EXTRA INFORMATIE: HOE BEREIKEN WE OPTIMAAL MOTORISCH LEREN EN HOE PASSEN WE AUTONOMIE TOE?

  • Het maken van beslissingen stimuleert het adaptieve motorische vermogen: Multidirectionele vaardigheden in een open, onvoorspelbare omgeving zijn geïntegreerd, verdedigers en aanvallers moeten anticiperen en reageren afhankelijk van de snelle veranderingen in het veld (bijv. andere spelers, kleurverandering van de pion, bal-, ruimte- en tijdbeperkingen).

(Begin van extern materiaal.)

//! Chat transport port. A bidirectional text-frame connection.
//!
//! The connection is split so that one task can read while another writes.

use crate::domain::DomainError;

/// Write half.
#[async_trait::async_trait]
pub trait FrameSink: Send {
    async fn send_text(&mut self, text: String) -> Result<(), DomainError>;

    /// Best effort; errors on an already-dead transport are ignored.
    async fn close(&mut self);
}

/// Read half.
#[async_trait::async_trait]
pub trait FrameStream: Send {
    /// Next text frame. `None` once the transport is closed.
    async fn next_frame(&mut self) -> Option<Result<String, DomainError>>;
}

/// Opens connections to a URL. Resolves once the transport is ready.
#[async_trait::async_trait]
pub trait TransportConnector: Send + Sync {
    async fn connect(
        &self,
        url: &str,
    ) -> Result<(Box<dyn FrameSink>, Box<dyn FrameStream>), DomainError>;
}
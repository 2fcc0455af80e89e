//! Domain entities. Pure data structures for the core business.
//!
//! No HTTP/WebSocket/SQL types here. Adapters map into these.

use crate::domain::DomainError;
use chrono::{DateTime, Utc};
use serde::{Deserialize, Serialize};
use serde_json::{Map, Value};
use tracing::warn;

/// Filtered, upload-ready materials of one course. Produced by the classifier
/// and persisted verbatim.
#[derive(Debug, Clone, Default, PartialEq, Serialize, Deserialize)]
pub struct CourseMaterialBundle {
    pub modules: Vec<Module>,
    pub files: Vec<FileRef>,
    pub pages: Vec<PageRef>,
    pub assignments: Vec<AssignmentRef>,
}

#[derive(Debug, Clone, PartialEq, Serialize, Deserialize)]
pub struct Module {
    pub id: String,
    pub name: String,
    pub position: i64,
    /// Only allow-listed file entries.
    pub items: Vec<FileRef>,
}

#[derive(Debug, Clone, PartialEq, Serialize, Deserialize)]
pub struct FileRef {
    pub id: String,
    pub name: String,
    pub url: String,
    /// Bytes. Module-embedded files are not sized and carry 0.
    pub size: u64,
    pub mime_type: String,
}

/// Wiki page. Contextual content only, no binary payload.
#[derive(Debug, Clone, PartialEq, Serialize, Deserialize)]
pub struct PageRef {
    pub id: String,
    pub title: String,
    pub url: String,
    pub body: Option<String>,
    pub updated_at: Option<String>,
}

#[derive(Debug, Clone, PartialEq, Serialize, Deserialize)]
pub struct AssignmentRef {
    pub id: String,
    pub name: String,
    pub description: Option<String>,
    pub due_at: Option<String>,
    pub points_possible: Option<f64>,
    pub url: String,
}

/// Binary payload sent to the backend upload endpoint.
#[derive(Debug, Clone)]
pub struct Attachment {
    pub file_name: String,
    pub mime_type: String,
    pub bytes: Vec<u8>,
}

/// Display name of a course, validated at the storage boundary.
#[derive(Debug, Clone, PartialEq, Eq)]
pub struct CourseName(String);

impl CourseName {
    pub const PLACEHOLDER: &'static str = "Unknown Course";

    /// Strings are taken as-is. Objects are checked for `name`, `courseName`,
    /// then `course_name`. Anything else becomes the placeholder.
    pub fn from_value(value: &Value) -> Self {
        match value {
            Value::String(s) => Self(s.clone()),
            Value::Object(map) => {
                let found = ["name", "courseName", "course_name"]
                    .iter()
                    .find_map(|k| map.get(*k).and_then(Value::as_str));
                match found {
                    Some(name) => {
                        warn!(name, "course name given as object; extracted name field");
                        Self(name.to_string())
                    }
                    None => {
                        warn!("course name object has no name field; using placeholder");
                        Self(Self::PLACEHOLDER.to_string())
                    }
                }
            }
            other => {
                warn!(value = %other, "course name is not a string; using placeholder");
                Self(Self::PLACEHOLDER.to_string())
            }
        }
    }

    pub fn as_str(&self) -> &str {
        &self.0
    }

    pub fn into_string(self) -> String {
        self.0
    }
}

/// One record per course. Overwritten wholesale on every save.
#[derive(Debug, Clone, PartialEq, Serialize, Deserialize)]
pub struct StoredCourseRecord {
    pub course_id: String,
    pub course_name: String,
    pub materials: CourseMaterialBundle,
    pub last_updated: DateTime<Utc>,
}

impl StoredCourseRecord {
    /// Validated constructor. Rejects an empty course id; coerces the name.
    pub fn new(
        course_id: &str,
        course_name: &Value,
        materials: CourseMaterialBundle,
    ) -> Result<Self, DomainError> {
        let course_id = course_id.trim();
        if course_id.is_empty() {
            return Err(DomainError::Validation("course id must not be empty".into()));
        }
        Ok(Self {
            course_id: course_id.to_string(),
            course_name: CourseName::from_value(course_name).into_string(),
            materials,
            last_updated: Utc::now(),
        })
    }
}

#[derive(Debug, Clone, PartialEq, Eq, Serialize, Deserialize)]
pub struct ChatTurn {
    pub role: String,
    pub content: String,
}

impl ChatTurn {
    pub fn user(content: impl Into<String>) -> Self {
        Self {
            role: "user".to_string(),
            content: content.into(),
        }
    }

    pub fn assistant(content: impl Into<String>) -> Self {
        Self {
            role: "assistant".to_string(),
            content: content.into(),
        }
    }
}

/// One user submission. Serializes to the outbound WebSocket frame.
#[derive(Debug, Clone, Default, PartialEq, Serialize, Deserialize)]
pub struct ChatQuery {
    pub message: String,
    pub history: Vec<ChatTurn>,
    pub selected_docs: Vec<String>,
    pub syllabus_id: Option<String>,
    pub session_id: Option<String>,
}

impl ChatQuery {
    pub fn new(message: impl Into<String>) -> Self {
        Self {
            message: message.into(),
            ..Self::default()
        }
    }
}

/// The only legal shapes of a server frame during one query.
#[derive(Debug, Clone, PartialEq, Serialize, Deserialize)]
#[serde(tag = "type", rename_all = "lowercase")]
pub enum StreamEvent {
    Chunk { content: String },
    Done,
    Error { message: String },
}

impl StreamEvent {
    pub fn parse(frame: &str) -> Result<Self, DomainError> {
        serde_json::from_str(frame)
            .map_err(|e| DomainError::Protocol(format!("malformed frame: {}", e)))
    }
}

/// Progress notice embedded in chunk content as `[STATUS]stage|message|count`.
#[derive(Debug, Clone, PartialEq, Eq)]
pub struct StatusUpdate {
    pub stage: String,
    pub message: String,
    pub count: Option<u32>,
}

impl StatusUpdate {
    const PREFIX: &'static str = "[STATUS]";

    pub fn parse(content: &str) -> Option<Self> {
        let rest = content.trim_end().strip_prefix(Self::PREFIX)?;
        let mut parts = rest.splitn(3, '|');
        let stage = parts.next().unwrap_or_default().trim().to_string();
        let message = parts.next().unwrap_or_default().trim().to_string();
        let count = parts.next().and_then(|c| c.trim().parse().ok());
        Some(Self {
            stage,
            message,
            count,
        })
    }

    pub fn is_complete(&self) -> bool {
        self.stage == "complete"
    }
}

#[derive(Debug, Clone, Copy, PartialEq, Eq)]
pub enum ConnectionState {
    Disconnected,
    Connecting,
    Open,
    /// Open with one query in flight.
    Awaiting,
    /// Terminal. The session cannot reconnect.
    Closed,
}

impl std::fmt::Display for ConnectionState {
    fn fmt(&self, f: &mut std::fmt::Formatter<'_>) -> std::fmt::Result {
        let s = match self {
            ConnectionState::Disconnected => "disconnected",
            ConnectionState::Connecting => "connecting",
            ConnectionState::Open => "open",
            ConnectionState::Awaiting => "awaiting",
            ConnectionState::Closed => "closed",
        };
        f.write_str(s)
    }
}

/// Saved conversation as listed by the backend.
#[derive(Debug, Clone, PartialEq, Serialize, Deserialize)]
pub struct ChatSessionSummary {
    pub session_id: String,
    #[serde(default)]
    pub title: String,
    #[serde(default)]
    pub updated_at: Option<String>,
    #[serde(default)]
    pub message_count: usize,
}

#[derive(Debug, Clone, PartialEq, Serialize, Deserialize)]
pub struct ChatSessionDetail {
    pub session_id: String,
    #[serde(default)]
    pub title: String,
    #[serde(default)]
    pub messages: Vec<ChatTurn>,
}

/// Vector collection status of a course on the backend. Unknown fields are kept.
#[derive(Debug, Clone, Default, PartialEq, Serialize, Deserialize)]
pub struct CollectionStatus {
    #[serde(default)]
    pub exists: Option<bool>,
    #[serde(default)]
    pub document_count: Option<u64>,
    #[serde(flatten)]
    pub extra: Map<String, Value>,
}

/// Parsed body of the upload endpoint. Unknown fields are kept.
#[derive(Debug, Clone, Default, PartialEq, Serialize, Deserialize)]
pub struct UploadReceipt {
    #[serde(default)]
    pub message: Option<String>,
    #[serde(default)]
    pub uploaded: usize,
    /// Names the backend could not ingest.
    #[serde(default)]
    pub failed: Vec<String>,
    #[serde(flatten)]
    pub extra: Map<String, Value>,
}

  • Impliciet motorisch leren: Dit wordt gestimuleerd met de externe focus / analogievoorbeelden van instructies/feedback om de lichaamshouding te verbeteren bij het veranderen van richting.

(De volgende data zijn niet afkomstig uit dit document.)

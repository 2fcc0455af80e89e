//! SQLite-backed material store via libsql. Implements MaterialStore.
//!
//! One database file (course_materials.db) in the data directory. The schema is
//! versioned with `PRAGMA user_version`; migrations only ever add tables and
//! indexes, so opening an older file never touches existing rows.

use crate::domain::{CourseMaterialBundle, DomainError, StoredCourseRecord};
use crate::ports::MaterialStore;
use chrono::{DateTime, SecondsFormat, Utc};
use libsql::{Connection, Database, params};
use std::path::{Path, PathBuf};
use tokio::sync::OnceCell;
use tracing::{debug, info};

pub const DB_FILE_NAME: &str = "course_materials.db";

/// Latest schema version. Bump together with a new entry in `MIGRATIONS`.
pub const SCHEMA_VERSION: i64 = 2;

const MATERIALS_TABLE: &str = r#"
CREATE TABLE IF NOT EXISTS materials (
    course_id TEXT PRIMARY KEY,
    course_name TEXT NOT NULL,
    materials_json TEXT NOT NULL,
    last_updated TEXT NOT NULL
)"#;

/// Upload queue keyed by course. Only the schema is maintained here.
const UPLOAD_QUEUE_TABLE: &str = r#"
CREATE TABLE IF NOT EXISTS upload_queue (
    course_id TEXT PRIMARY KEY,
    payload_json TEXT NOT NULL,
    queued_at TEXT NOT NULL
)"#;
const UPLOAD_QUEUE_INDEX: &str =
    "CREATE INDEX IF NOT EXISTS idx_upload_queue_queued_at ON upload_queue (queued_at)";

/// (version, statements). Applied in order when the file's version is lower.
const MIGRATIONS: &[(i64, &[&str])] = &[
    (1, &[MATERIALS_TABLE]),
    (2, &[UPLOAD_QUEUE_TABLE, UPLOAD_QUEUE_INDEX]),
];

fn repo_err(e: impl std::fmt::Display) -> DomainError {
    DomainError::Storage(e.to_string())
}

pub struct SqliteMaterialStore {
    db_path: PathBuf,
    db: OnceCell<Database>,
}

impl SqliteMaterialStore {
    /// Does not touch the disk; the database is opened on first use.
    pub fn new(base_dir: impl AsRef<Path>) -> Self {
        Self {
            db_path: base_dir.as_ref().join(DB_FILE_NAME),
            db: OnceCell::new(),
        }
    }

    pub fn path(&self) -> &Path {
        &self.db_path
    }

    async fn connection(&self) -> Result<Connection, DomainError> {
        let db = self
            .db
            .get_or_try_init(|| Self::open_database(&self.db_path))
            .await?;
        db.connect().map_err(repo_err)
    }

    async fn open_database(db_path: &Path) -> Result<Database, DomainError> {
        if let Some(parent) = db_path.parent() {
            std::fs::create_dir_all(parent).map_err(repo_err)?;
        }
        let path_str = db_path.to_string_lossy();
        let db = libsql::Builder::new_local(path_str.as_ref())
            .build()
            .await
            .map_err(repo_err)?;
        let conn = db.connect().map_err(repo_err)?;

        // PRAGMA returns a row; use query and drain (execute fails when rows are returned).
        for pragma in ["PRAGMA journal_mode=WAL", "PRAGMA synchronous=NORMAL"] {
            let mut rows = conn
                .query(pragma, ())
                .await
                .map_err(|e| DomainError::Storage(format!("{} failed: {}", pragma, e)))?;
            while rows.next().await.map_err(repo_err)?.is_some() {}
        }

        let from = Self::schema_version(&conn).await?;
        Self::migrate(&conn, from).await?;

        info!(
            path = %db_path.display(),
            from_version = from,
            version = SCHEMA_VERSION,
            "material store opened"
        );
        Ok(db)
    }

    async fn schema_version(conn: &Connection) -> Result<i64, DomainError> {
        let mut rows = conn.query("PRAGMA user_version", ()).await.map_err(repo_err)?;
        let version = match rows.next().await.map_err(repo_err)? {
            Some(row) => row.get::<i64>(0).map_err(repo_err)?,
            None => 0,
        };
        while rows.next().await.map_err(repo_err)?.is_some() {}
        Ok(version)
    }

    async fn migrate(conn: &Connection, from: i64) -> Result<(), DomainError> {
        for (version, statements) in MIGRATIONS.iter().filter(|(v, _)| *v > from) {
            for stmt in statements.iter() {
                conn.execute(stmt, ()).await.map_err(|e| {
                    DomainError::Storage(format!("migration v{} failed: {}", version, e))
                })?;
            }
            // PRAGMA does not accept bound parameters.
            conn.execute(&format!("PRAGMA user_version = {}", version), ())
                .await
                .map_err(repo_err)?;
            debug!(version, "applied schema migration");
        }
        Ok(())
    }

    fn encode_timestamp(ts: &DateTime<Utc>) -> String {
        ts.to_rfc3339_opts(SecondsFormat::Nanos, true)
    }

    fn decode_timestamp(s: &str) -> Result<DateTime<Utc>, DomainError> {
        DateTime::parse_from_rfc3339(s)
            .map(|dt| dt.with_timezone(&Utc))
            .map_err(|e| DomainError::Storage(format!("bad last_updated '{}': {}", s, e)))
    }
}

#[async_trait::async_trait]
impl MaterialStore for SqliteMaterialStore {
    async fn open(&self) -> Result<(), DomainError> {
        self.connection().await.map(|_| ())
    }

    async fn save(&self, record: &StoredCourseRecord) -> Result<(), DomainError> {
        let materials_json = serde_json::to_string(&record.materials).map_err(repo_err)?;
        let bytes = materials_json.len();
        let conn = self.connection().await?;
        conn.execute(
            r#"
            INSERT INTO materials (course_id, course_name, materials_json, last_updated)
            VALUES (?1, ?2, ?3, ?4)
            ON CONFLICT (course_id) DO UPDATE SET
                course_name = excluded.course_name,
                materials_json = excluded.materials_json,
                last_updated = excluded.last_updated
            "#,
            params![
                record.course_id.as_str(),
                record.course_name.as_str(),
                materials_json,
                Self::encode_timestamp(&record.last_updated)
            ],
        )
        .await
        .map_err(repo_err)?;
        info!(
            course_id = %record.course_id,
            bytes,
            "saved course materials"
        );
        Ok(())
    }

    async fn load(&self, course_id: &str) -> Result<Option<StoredCourseRecord>, DomainError> {
        let conn = self.connection().await?;
        let mut rows = conn
            .query(
                "SELECT course_id, course_name, materials_json, last_updated FROM materials WHERE course_id = ?1",
                params![course_id],
            )
            .await
            .map_err(repo_err)?;
        let Some(row) = rows.next().await.map_err(repo_err)? else {
            return Ok(None);
        };
        let course_id: String = row.get(0).map_err(repo_err)?;
        let course_name: String = row.get(1).map_err(repo_err)?;
        let materials_json: String = row.get(2).map_err(repo_err)?;
        let last_updated: String = row.get(3).map_err(repo_err)?;
        let materials: CourseMaterialBundle = serde_json::from_str(&materials_json)
            .map_err(|e| DomainError::Storage(format!("corrupt materials for {}: {}", course_id, e)))?;
        Ok(Some(StoredCourseRecord {
            course_id,
            course_name,
            materials,
            last_updated: Self::decode_timestamp(&last_updated)?,
        }))
    }

    async fn delete(&self, course_id: &str) -> Result<(), DomainError> {
        let conn = self.connection().await?;
        let removed = conn
            .execute("DELETE FROM materials WHERE course_id = ?1", params![course_id])
            .await
            .map_err(repo_err)?;
        debug!(course_id, removed, "deleted course materials");
        Ok(())
    }

    async fn list_keys(&self) -> Result<Vec<String>, DomainError> {
        let conn = self.connection().await?;
        let mut rows = conn
            .query("SELECT course_id FROM materials ORDER BY course_id", ())
            .await
            .map_err(repo_err)?;
        let mut keys = Vec::new();
        while let Some(row) = rows.next().await.map_err(repo_err)? {
            keys.push(row.get::<String>(0).map_err(repo_err)?);
        }
        Ok(keys)
    }
}

#[cfg(test)]
mod tests {
    use super::*;
    use crate::domain::FileRef;
    use serde_json::json;

    fn bundle() -> CourseMaterialBundle {
        CourseMaterialBundle {
            files: vec![FileRef {
                id: "1".into(),
                name: "syllabus.pdf".into(),
                url: "https://lms/files/1".into(),
                size: 2048,
                mime_type: "application/pdf".into(),
            }],
            ..Default::default()
        }
    }

    async fn table_exists(store: &SqliteMaterialStore, name: &str) -> bool {
        let conn = store.connection().await.unwrap();
        let mut rows = conn
            .query(
                "SELECT name FROM sqlite_master WHERE type = 'table' AND name = ?1",
                params![name],
            )
            .await
            .unwrap();
        rows.next().await.unwrap().is_some()
    }

    #[tokio::test]
    async fn test_save_then_load_round_trips() {
        let dir = tempfile::tempdir().unwrap();
        let store = SqliteMaterialStore::new(dir.path());
        let record = StoredCourseRecord::new("101", &json!("Biology"), bundle()).unwrap();
        store.save(&record).await.unwrap();

        let loaded = store.load("101").await.unwrap().unwrap();
        assert_eq!(loaded, record);
    }

    #[tokio::test]
    async fn test_coerced_name_round_trips() {
        let dir = tempfile::tempdir().unwrap();
        let store = SqliteMaterialStore::new(dir.path());
        let from_object =
            StoredCourseRecord::new("1", &json!({"name": "Chem"}), bundle()).unwrap();
        let from_number = StoredCourseRecord::new("2", &json!(17), bundle()).unwrap();
        store.save(&from_object).await.unwrap();
        store.save(&from_number).await.unwrap();

        assert_eq!(store.load("1").await.unwrap().unwrap().course_name, "Chem");
        assert_eq!(
            store.load("2").await.unwrap().unwrap().course_name,
            crate::domain::CourseName::PLACEHOLDER
        );
    }

    #[tokio::test]
    async fn test_load_missing_is_none() {
        let dir = tempfile::tempdir().unwrap();
        let store = SqliteMaterialStore::new(dir.path());
        assert!(store.load("never-written").await.unwrap().is_none());
    }

    #[tokio::test]
    async fn test_save_overwrites_wholesale() {
        let dir = tempfile::tempdir().unwrap();
        let store = SqliteMaterialStore::new(dir.path());
        store
            .save(&StoredCourseRecord::new("5", &json!("Old"), bundle()).unwrap())
            .await
            .unwrap();
        let replacement =
            StoredCourseRecord::new("5", &json!("New"), CourseMaterialBundle::default()).unwrap();
        store.save(&replacement).await.unwrap();

        let loaded = store.load("5").await.unwrap().unwrap();
        assert_eq!(loaded.course_name, "New");
        assert!(loaded.materials.files.is_empty());
        assert_eq!(store.list_keys().await.unwrap(), ["5"]);
    }

    #[tokio::test]
    async fn test_delete_and_list_keys() {
        let dir = tempfile::tempdir().unwrap();
        let store = SqliteMaterialStore::new(dir.path());
        for id in ["b", "a", "c"] {
            store
                .save(&StoredCourseRecord::new(id, &json!(id), bundle()).unwrap())
                .await
                .unwrap();
        }
        store.delete("b").await.unwrap();
        store.delete("missing").await.unwrap();
        assert_eq!(store.list_keys().await.unwrap(), ["a", "c"]);
    }

    #[tokio::test]
    async fn test_open_is_idempotent_and_creates_schema() {
        let dir = tempfile::tempdir().unwrap();
        let store = SqliteMaterialStore::new(dir.path());
        store.open().await.unwrap();
        store.open().await.unwrap();
        assert!(table_exists(&store, "materials").await);
        assert!(table_exists(&store, "upload_queue").await);
        let conn = store.connection().await.unwrap();
        assert_eq!(
            SqliteMaterialStore::schema_version(&conn).await.unwrap(),
            SCHEMA_VERSION
        );
    }

    #[tokio::test]
    async fn test_upgrade_from_v1_keeps_rows() {
        let dir = tempfile::tempdir().unwrap();
        let path = dir.path().join(DB_FILE_NAME);
        {
            let db = libsql::Builder::new_local(path.to_string_lossy().as_ref())
                .build()
                .await
                .unwrap();
            let conn = db.connect().unwrap();
            conn.execute(MATERIALS_TABLE, ()).await.unwrap();
            conn.execute("PRAGMA user_version = 1", ()).await.unwrap();
            let json = serde_json::to_string(&bundle()).unwrap();
            conn.execute(
                "INSERT INTO materials VALUES (?1, ?2, ?3, ?4)",
                params!["9", "Legacy", json, "2024-01-01T00:00:00Z"],
            )
            .await
            .unwrap();
        }

        let store = SqliteMaterialStore::new(dir.path());
        store.open().await.unwrap();
        assert!(table_exists(&store, "upload_queue").await);
        let legacy = store.load("9").await.unwrap().unwrap();
        assert_eq!(legacy.course_name, "Legacy");
        assert_eq!(legacy.materials, bundle());
    }
}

  • Uitdaging/plezier: De tegenstander verslaan (uitdaging) om een punt te scoren (plezier/spelelement, door er een tikspel van te maken Dit betekent dat behendigheid/van richting veranderen met enige druk wordt geoefend (d.w.z. tijdsdruk of punten verdienen). De onverwachte landingen en wendbewegingen maken het uitdagend en contextspecifiek. Het kiezen van eigen materiaal maakt het ook leuk voor de spelers.

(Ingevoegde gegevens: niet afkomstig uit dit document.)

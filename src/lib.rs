//! course-companion: Chat with course materials through a RAG backend, with Hexagonal Architecture.

pub mod adapters;
pub mod domain;
pub mod ports;
pub mod shared;
pub mod usecases;
//! Outbound ports. Application calls into infrastructure.
//!
//! Implemented by adapters.

use crate::domain::{
    Attachment, ChatSessionDetail, ChatSessionSummary, CollectionStatus, DomainError, FileRef,
    StoredCourseRecord, UploadReceipt,
};

/// Local object store for course materials, keyed by course id.
#[async_trait::async_trait]
pub trait MaterialStore: Send + Sync {
    /// Open (or create and migrate) the store. Idempotent; other operations
    /// call it lazily.
    async fn open(&self) -> Result<(), DomainError>;

    /// Overwrite the record for `record.course_id`.
    async fn save(&self, record: &StoredCourseRecord) -> Result<(), DomainError>;

    /// `Ok(None)` when the course was never saved.
    async fn load(&self, course_id: &str) -> Result<Option<StoredCourseRecord>, DomainError>;

    async fn delete(&self, course_id: &str) -> Result<(), DomainError>;

    async fn list_keys(&self) -> Result<Vec<String>, DomainError>;
}

/// RAG backend HTTP API. One round trip per call, no retries.
#[async_trait::async_trait]
pub trait BackendPort: Send + Sync {
    /// Multipart upload, one `files` part per attachment.
    async fn upload_materials(
        &self,
        course_id: &str,
        attachments: Vec<Attachment>,
    ) -> Result<UploadReceipt, DomainError>;

    async fn collection_status(&self, course_id: &str) -> Result<CollectionStatus, DomainError>;

    /// Advisory: every failure collapses to `false`.
    async fn health_check(&self) -> bool;

    async fn list_chats(
        &self,
        course_id: &str,
        limit: usize,
    ) -> Result<Vec<ChatSessionSummary>, DomainError>;

    async fn get_chat(
        &self,
        course_id: &str,
        session_id: &str,
    ) -> Result<ChatSessionDetail, DomainError>;

    async fn delete_chat(&self, course_id: &str, session_id: &str) -> Result<(), DomainError>;

    async fn rename_chat(
        &self,
        course_id: &str,
        session_id: &str,
        title: &str,
    ) -> Result<(), DomainError>;
}

/// Downloads file bytes from the learning-management system.
#[async_trait::async_trait]
pub trait FileFetcher: Send + Sync {
    async fn fetch(&self, file: &FileRef) -> Result<Vec<u8>, DomainError>;
}

/// Key-value settings storage. Values are read and written individually.
#[async_trait::async_trait]
pub trait SettingsStore: Send + Sync {
    async fn get_string(&self, key: &str) -> Result<Option<String>, DomainError>;
    async fn set_string(&self, key: &str, value: &str) -> Result<(), DomainError>;
    async fn get_bool(&self, key: &str) -> Result<Option<bool>, DomainError>;
    async fn set_bool(&self, key: &str, value: bool) -> Result<(), DomainError>;
    async fn delete(&self, key: &str) -> Result<(), DomainError>;
}
//! Cross-cutting helpers shared by adapters and use cases.

pub mod config;
pub mod endpoints;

  • Motivatie: Dit wordt gestimuleerd door de spelers autonomie te geven en het nabootsen van verschillende spel echte elementen (de taken, scoren, verdediger of aanvaller zijn) in een veilige omgeving: een punt kan bijvoorbeeld verdiend worden als er succesvol verdedigd wordt.
  • Autonomie: Laat de spelers iets van de oefening zelf bepalen: aanvaller of verdediger zijn, welke pionnen er getikt moeten worden, oefenen met of zonder bal, oefenen met een rugby- of tennisbal, enz.).
  • Competentie: Het gevoel vaardig te zijn kan je bijvoorbeeld creëren door de speler de keuze te laten welke variatie hij wil doen (niveau, materiaal).
  • Verbondenheid: Dit kan gecreëerd worden door de sport specificiteit en het oefenen met leeftijdsgenoten. Bovendien zal de speler zich het beste voelen bij de variatie van de oefening die de speler kiest.
  • Differentiatie (leeftijd/moeilijkheidsgraad): De routine is zo gemaakt dat er makkelijk afgestemd kan worden op de behoefte van de coach en de spelers.

MOGELIJKE VARIATIES

  • De coach kan de spelers rond de pionnen laten bewegen in plaats van te tikken.
  • De coach kan de aanvaller/verdediger de mogelijkheid geven om 1 tot 3 seconden bij één pion te stoppen.
  • De spelers kunnen het aantal seconden zelf bepalen; de anderen worden dan gestimuleerd om sneller te reageren (remming-anticipatie) (verhoogt uitdaging-verhoogd plezier).
  • Maak van ‘optimaal bewegen’ een spel. Dat betekent dat spelers punten kunnen krijgen door correct te landen (in termen van de uitvoering van de wendbeweging voor het preventiedoel – coach zal observeren).
  • Verschillende ballen gebruiken: de spelers moeten op de pionnen tikken, een bal bereiken (verplaatst in het gebied) en deze doorgeven aan de teamgenoot op de startpositie voordat ze de zijlijn van de tegenstander voorbij rennen (zie het standaardniveau van de speelplaats en een hoger niveau).
  • Tijdsdruk toevoegen: wie of welk team scoort het meeste punten binnen de tijd?

  • Zonder bal of voorafbepaalde volgorde van de pionnen aantikken.
  • Nu moet de aanvaller (speler A) de startlijn van de tegenstander (speler B) aan de andere kant bereiken en overschrijden.
  • Met schijnbewegingen moet hij uit de buurt van de verdediger komen en blijven.
  • De aanvallers (A) spelen tegen de verdedigers (D). Elke speler begint vanaf een startpositie.
  • Speler A tikt twee pionnen aan (één aan elke kant), daarna versnelt hij naar de andere kant van het veld.
  • Voordat speler D probeert speler A te tikken, moet speler D eerst speler A spiegelen en op de pion aan dezelfde kant tikken.
  • Als speler A start, start speler D ook meteen.
  • Dan moet speler A proberen te voorkomen dat hij door speler D wordt aangeraakt, terwijl hij naar de kant van speler D rent (startlijn).
  • Speler D kan nu zelf beslissen welke pion hij als eerste aanraakt.
  • Speler A zal reageren en de corresponderende pion aan de andere zijlijn aanraken.
  • Beide spelers rennen naar hun finishlijn.